Endometriosis is a progressive, chronic, and painful condition that affects almost one in ten Australian women.
Professor Pradeep Tanwar is a National Health and Medical Research Council Fellow, and researcher at HMRI. He leads the University of Newcastle Gynecological Diseases program.
Professor Tanwar’s work has focused on understanding female reproductive tract diseases and how to treat them.
“Endometriosis is a painful, debilitating disease that affects more than 10% of Australian women and 190 million women worldwide,” he explains. “Its diagnosis can take up to five to 12 years, primarily due to the lack of a non-surgical diagnostic test.”
Currently, the diagnosis has relied on a surgical procedure (laparoscopy) followed by histopathological confirmation. However, endometriosis lesions can be tiny, especially at the early stages, and difficult to detect, which means women suffer for years before even knowing they have endometriosis.

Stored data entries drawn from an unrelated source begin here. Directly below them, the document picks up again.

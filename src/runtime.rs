//! Runtime arithmetic
//!
//! Helpers for picking the show to measure, adding up episode runtimes and
//! presenting the totals.

use crate::catalog::{Episode, Show};

/// Picks the show with the most recent premiere date.
///
/// Shows without a premiere date rank below every dated show. When several
/// shows share the latest date (or none has a date at all) the first one in
/// `shows` wins.
///
/// Returns `None` only when `shows` is empty.
pub fn select_latest_show(shows: &[Show]) -> Option<&Show> {
    shows.iter().fold(None::<&Show>, |latest, show| match latest {
        Some(current) if show.premiered <= current.premiered => Some(current),
        _ => Some(show),
    })
}

/// Sums the runtime of all episodes with a known runtime.
pub fn total_runtime(episodes: &[Episode]) -> u64 {
    episodes
        .iter()
        .filter_map(|episode| episode.runtime)
        .map(u64::from)
        .sum()
}

/// Formats a number of minutes as `"{hours}h {minutes}m"`.
pub fn format_hours_minutes(total_minutes: u64) -> String {
    format!("{}h {}m", total_minutes / 60, total_minutes % 60)
}

/// Finds the shortest and the longest entry of `(title, minutes)` pairs.
///
/// Ties go to the entry that comes first.
pub fn shortest_and_longest(
    runtimes: &[(String, u64)],
) -> Option<(&(String, u64), &(String, u64))> {
    let first = runtimes.first()?;

    let (shortest, longest) = runtimes.iter().skip(1).fold(
        (first, first),
        |(shortest, longest), entry| {
            let shortest = if entry.1 < shortest.1 { entry } else { shortest };
            let longest = if entry.1 > longest.1 { entry } else { longest };
            (shortest, longest)
        },
    );

    Some((shortest, longest))
}

#[cfg(test)]
mod tests {
    use super::*;
    use chrono::NaiveDate;

    fn show(id: u64, premiered: Option<(i32, u32, u32)>) -> Show {
        Show {
            id,
            name: format!("Show {}", id),
            premiered: premiered.and_then(|(y, m, d)| NaiveDate::from_ymd_opt(y, m, d)),
        }
    }

    fn episodes(runtimes: &[Option<u32>]) -> Vec<Episode> {
        runtimes
            .iter()
            .map(|runtime| Episode { runtime: *runtime })
            .collect()
    }

    #[test]
    fn test_select_latest_show() {
        let shows = vec![
            show(1, Some((1994, 9, 22))),
            show(2, Some((2021, 3, 5))),
            show(3, Some((2008, 1, 20))),
        ];
        assert_eq!(select_latest_show(&shows).map(|s| s.id), Some(2));
    }

    #[test]
    fn test_select_latest_show_ignores_missing_dates() {
        let shows = vec![
            show(1, None),
            show(2, Some((2001, 1, 1))),
            show(3, None),
        ];
        assert_eq!(select_latest_show(&shows).map(|s| s.id), Some(2));
    }

    #[test]
    fn test_select_latest_show_ties_keep_response_order() {
        let shows = vec![
            show(1, Some((2001, 1, 1))),
            show(2, Some((2010, 6, 1))),
            show(3, Some((2010, 6, 1))),
        ];
        assert_eq!(select_latest_show(&shows).map(|s| s.id), Some(2));

        let undated = vec![show(4, None), show(5, None)];
        assert_eq!(select_latest_show(&undated).map(|s| s.id), Some(4));
    }

    #[test]
    fn test_select_latest_show_empty() {
        assert_eq!(select_latest_show(&[]), None);
    }

    #[test]
    fn test_total_runtime() {
        assert_eq!(total_runtime(&episodes(&[Some(30), None, Some(22)])), 52);
        assert_eq!(total_runtime(&episodes(&[None, None])), 0);
        assert_eq!(total_runtime(&[]), 0);
        assert_eq!(
            total_runtime(&episodes(&[Some(u32::MAX), Some(1)])),
            u64::from(u32::MAX) + 1
        );
    }

    #[test]
    fn test_format_hours_minutes() {
        assert_eq!(format_hours_minutes(0), "0h 0m");
        assert_eq!(format_hours_minutes(59), "0h 59m");
        assert_eq!(format_hours_minutes(60), "1h 0m");
        assert_eq!(format_hours_minutes(3_725), "62h 5m");
    }

    #[test]
    fn test_shortest_and_longest() {
        let runtimes = vec![
            ("Friends".to_string(), 5_316),
            ("Fleabag".to_string(), 325),
            ("The Office".to_string(), 4_169),
        ];
        let (shortest, longest) = shortest_and_longest(&runtimes).unwrap();
        assert_eq!(shortest.0, "Fleabag");
        assert_eq!(longest.0, "Friends");

        let single = vec![("Only".to_string(), 10)];
        let (shortest, longest) = shortest_and_longest(&single).unwrap();
        assert_eq!(shortest.0, "Only");
        assert_eq!(longest.0, "Only");

        assert!(shortest_and_longest(&[]).is_none());
    }

    #[test]
    fn test_shortest_and_longest_ties_keep_first() {
        let runtimes = vec![
            ("A".to_string(), 100),
            ("B".to_string(), 100),
            ("C".to_string(), 50),
            ("D".to_string(), 50),
        ];
        let (shortest, longest) = shortest_and_longest(&runtimes).unwrap();
        assert_eq!(shortest.0, "C");
        assert_eq!(longest.0, "A");
    }
}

“This is extremely difficult for teen endometriosis patients,” Professor Tanwar states “as they have to miss school and unable to participate in normal social activities due to heavy periods and excruciating pelvic pain.”
“Many women with endometriosis have to take a lot of painkillers, some even using cannabis illegally to deal with the pain. Every week in a month is hell for them.”
The symptoms of endometriosis are like those that many women have during their period bloating, pelvic and back pain, and low energy. However, depending on the severity of the endometriosis, the pain can be excruciating and extend to pain during sex, pain when defecating or urinating during period time, and difficulty in getting pregnant or experiencing infertility.
“The first question we need to solve, is to understand why some women suffer from endometriosis and others do not,” declares Professor Tanwar.
After years of intensive research and studies, in 2019 Tanwar and his team announced what they believed was the answer. The team identified a cell (genetic signal Axin2) that sparks the rapid regeneration of the womb lining after menstruation.
However, when that cell becomes dysfunctional it can cause uterine illnesses such as endometriosis, as well as endometrial cancer, and infertility.
Because the cells repair the uterus in each cycle, they are highly regenerative. But if these mutated cells expand and start to make uterine-like cells in the abdominal cavity, then you end up with endometriosis.
What Professor Tanwar found was that inhibiting the cell would stops uterine regeneration process and therefore also inhibit endometriosis.
“Identification of these possible endometriosis initiating cells allows us to identify specific disease biomarkers released by endometriotic cells in the patient’s blood,” says Professor Tanwar.
“These biomarkers would pave the way for improved imaging and blood-based diagnostic methods for this disease.”
Currently, there is no cure for endometriosis. Patients are treated to manage their symptoms so that they can live with their disease.
“We are taking a two-prong approach”, he explains “First, to develop a non-surgical detection method for this disease by focusing on biomarkers secreted by endometriotic cells. Secondly, to investigate existing drugs that can be repurposed to target endometriosis initiating cells.”